The Last Rush to Heritage and Archaeology in Turkey

Authors

  • Çiğdem Atakuman Middle East Technical University

DOI:

https://doi.org/10.1558/jma.19473

Keywords:

archaeology, conflict, heritage, Middle East, Turkey, war

Abstract

Although the ultimate aim of the dominant heritage discourse and practice is to preserve culture in a way that contributes to peace and human prosperity, its paradoxical outcome has been to erase the variety of ways that people can relate to the past and to normalize ethnic and religious conflicts as well as globally deepening inequalities of class, race and gender. In this context, searching for civilization in the past has become an increasingly irrational activity, specifically in geopolitically important zones such as the Middle East and Turkey, where millions of immigrants, along with numerous minorities and economically impoverished populations, are currently denied access to the living standards of modern civilization. This paper aims to highlight these paradoxes inherent in the dominant heritage discourse and practice through the example of a recent heritage awareness-raising and capacity-building project, Safeguarding Archaeological Assets of Turkey (SARAT). Furthermore, based on two ethnographic case studies of treasure hunting from Turkey and Greece, it is also argued that the past is embodied in our questions of who we are and in our difficulties of belonging in today’s social landscape.

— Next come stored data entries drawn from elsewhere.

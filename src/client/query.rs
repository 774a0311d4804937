use crate::error::Error;
use crate::types::{Account, AddressParam, BlockchainInfo, CallCodeParam, CallParam, CallResult};
use crate::Address;
use std::time::Duration;
use std::time::Instant;
use tokio::time::sleep;

use super::core::ErisDb;

// The query-only part of the erisdb namespace

impl ErisDb {
    /// Chain id, genesis hash and current height of the node.
    pub async fn get_blockchain_info(&self) -> Result<BlockchainInfo, Error> {
        self.jsonrpc_client
            .request_method(
                "erisdb.getBlockchainInfo",
                serde_json::json!({}),
                self.timeout,
            )
            .await
    }

    pub async fn get_latest_block_height(&self) -> Result<u64, Error> {
        self.jsonrpc_client
            .request_method(
                "erisdb.getLatestBlockHeight",
                serde_json::json!({}),
                self.timeout,
            )
            .await
    }

    pub async fn get_account(&self, address: Address) -> Result<Account, Error> {
        self.jsonrpc_client
            .request_method(
                "erisdb.getAccount",
                AddressParam { address },
                self.timeout,
            )
            .await
    }

    /// Executes a read-only call against the code at `address`. Nothing
    /// is committed to the chain and no fee is charged.
    pub async fn call(&self, address: Address, data: Vec<u8>) -> Result<CallResult, Error> {
        self.jsonrpc_client
            .request_method(
                "erisdb.call",
                CallParam {
                    address,
                    data: data.into(),
                },
                self.timeout,
            )
            .await
    }

    /// Executes `data` against the provided VM bytecode in a scratch
    /// frame, without any on-chain account.
    pub async fn call_code(&self, code: Vec<u8>, data: Vec<u8>) -> Result<CallResult, Error> {
        self.jsonrpc_client
            .request_method(
                "erisdb.callCode",
                CallCodeParam {
                    code: code.into(),
                    data: data.into(),
                },
                self.timeout,
            )
            .await
    }

    /// Waits for the chain height to advance past the height observed
    /// on the first successful poll. Individual poll errors do not
    /// exit early, only the deadline does.
    pub async fn wait_for_next_block(&self, timeout: Duration) -> Result<(), Error> {
        let start = Instant::now();
        let mut last_height: Option<u64> = None;
        while Instant::now() - start < timeout {
            match (self.get_latest_block_height().await, last_height) {
                (Ok(n), None) => last_height = Some(n),
                (Ok(height), Some(last_height)) => {
                    if height > last_height {
                        return Ok(());
                    }
                }
                (Err(_), _) => {}
            }
            sleep(Duration::from_secs(1)).await;
        }
        Err(Error::NoBlockProduced { time: timeout })
    }
}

Heritage, therefore, will continue to be in conflict and danger, unless people come to understand that they relate to the past in a variety of ways as regards the very core of the thick history of world politics.

Author Biography

  • Çiğdem Atakuman, Middle East Technical University

    Çiğdem Atakuman has a Chemical Engineering degree from METU and a PhD in Archaeology from UCLA. Her field projects include excavations at the Neolithic site of Domuztepe in Kahramanmaraş, Ugurlu at Gökçeada/Imbros, and prehistoric surveys in Bozburun-Marmaris. She is also the head of the archaeology team in the European Research Council (ERC)-funded project NEOGENE, which investigates the Neolithic through ancient DNA analyses, as well as a team member in the European Unionfunded project NEOMATRIX, which aims to understand the Mesolithic–Neolithic transition through ancient DNA. Her research interests are concentrated on the Neolithic of southwest Asia as well as on the politics of heritage in the region. Formerly the Head of the Science and Society Department at the Turkish Scientific Research Council (TUBITAK), and Director of the Centre for Research and Assessment of Historical Environment (TACDAM) at Middle East Technical University, she continues to teach and conduct research in the same University’s graduate program on Settlement Archaeology.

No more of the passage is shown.